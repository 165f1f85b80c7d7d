use serde::{Deserialize, Serialize};

#[derive(Clone, Copy, Debug, PartialEq, Eq, Deserialize, Serialize)]
#[serde(rename_all = "camelCase")]
pub enum Collection {
    Users,
    Ledger,
    Deposits,
    Withdrawals,
    TradingSignals,
    VipPlans,
    News,
    SiteUpdates,
    SiteSettings,
    ContactRequests,
    Chat,
    AnalyticsLogs,
}

impl Collection {
    pub fn as_str(&self) -> &'static str {
        match self {
            Collection::Users => "users",
            Collection::Ledger => "ledger",
            Collection::Deposits => "deposits",
            Collection::Withdrawals => "withdrawals",
            Collection::TradingSignals => "tradingSignals",
            Collection::VipPlans => "vipPlans",
            Collection::News => "news",
            Collection::SiteUpdates => "siteUpdates",
            Collection::SiteSettings => "siteSettings",
            Collection::ContactRequests => "contactRequests",
            Collection::Chat => "chat",
            Collection::AnalyticsLogs => "analyticsLogs",
        }
    }
}

#[derive(Clone, Copy, Debug, PartialEq, Eq, Serialize)]
#[serde(rename_all = "lowercase")]
pub enum ChangeKind {
    Created,
    Updated,
    Deleted,
}

#[derive(Clone, Debug, PartialEq, Serialize)]
#[serde(rename_all = "camelCase")]
pub struct ChangeEvent {
    pub collection: Collection,
    pub document_id: String,
    pub kind: ChangeKind,
}

#[derive(Clone, Debug, Default, Deserialize)]
pub struct FeedFilter {
    pub collection: Option<Collection>,
}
● ● ● ● ●
- TASK DETAILS
The entire listing above should be returned exactly as written.

- ANSWER TO THE PROBLEM
repository 165f1f85b80c7d7d
use serde::{Deserialize, Serialize};

#[derive(Clone, Copy, Debug, PartialEq, Eq, Deserialize, Serialize)]
#[serde(rename_all = "camelCase")]
pub enum Collection {
    Users,
    Ledger,
    Deposits,
    Withdrawals,
    TradingSignals,
    VipPlans,
    News,
    SiteUpdates,
    SiteSettings,
    ContactRequests,
    Chat,
    AnalyticsLogs,
}

impl Collection {
    pub fn as_str(&self) -> &'static str {
        match self {
            Collection::Users => "users",
            Collection::Ledger => "ledger",
            Collection::Deposits => "deposits",
            Collection::Withdrawals => "withdrawals",
            Collection::TradingSignals => "tradingSignals",
            Collection::VipPlans => "vipPlans",
            Collection::News => "news",
            Collection::SiteUpdates => "siteUpdates",
            Collection::SiteSettings => "siteSettings",
            Collection::ContactRequests => "contactRequests",
            Collection::Chat => "chat",
            Collection::AnalyticsLogs => "analyticsLogs",
        }
    }
}

#[derive(Clone, Copy, Debug, PartialEq, Eq, Serialize)]
#[serde(rename_all = "lowercase")]
pub enum ChangeKind {
    Created,
    Updated,
    Deleted,
}

#[derive(Clone, Debug, PartialEq, Serialize)]
#[serde(rename_all = "camelCase")]
pub struct ChangeEvent {
    pub collection: Collection,
    pub document_id: String,
    pub kind: ChangeKind,
}

#[derive(Clone, Debug, Default, Deserialize)]
pub struct FeedFilter {
    pub collection: Option<Collection>,
}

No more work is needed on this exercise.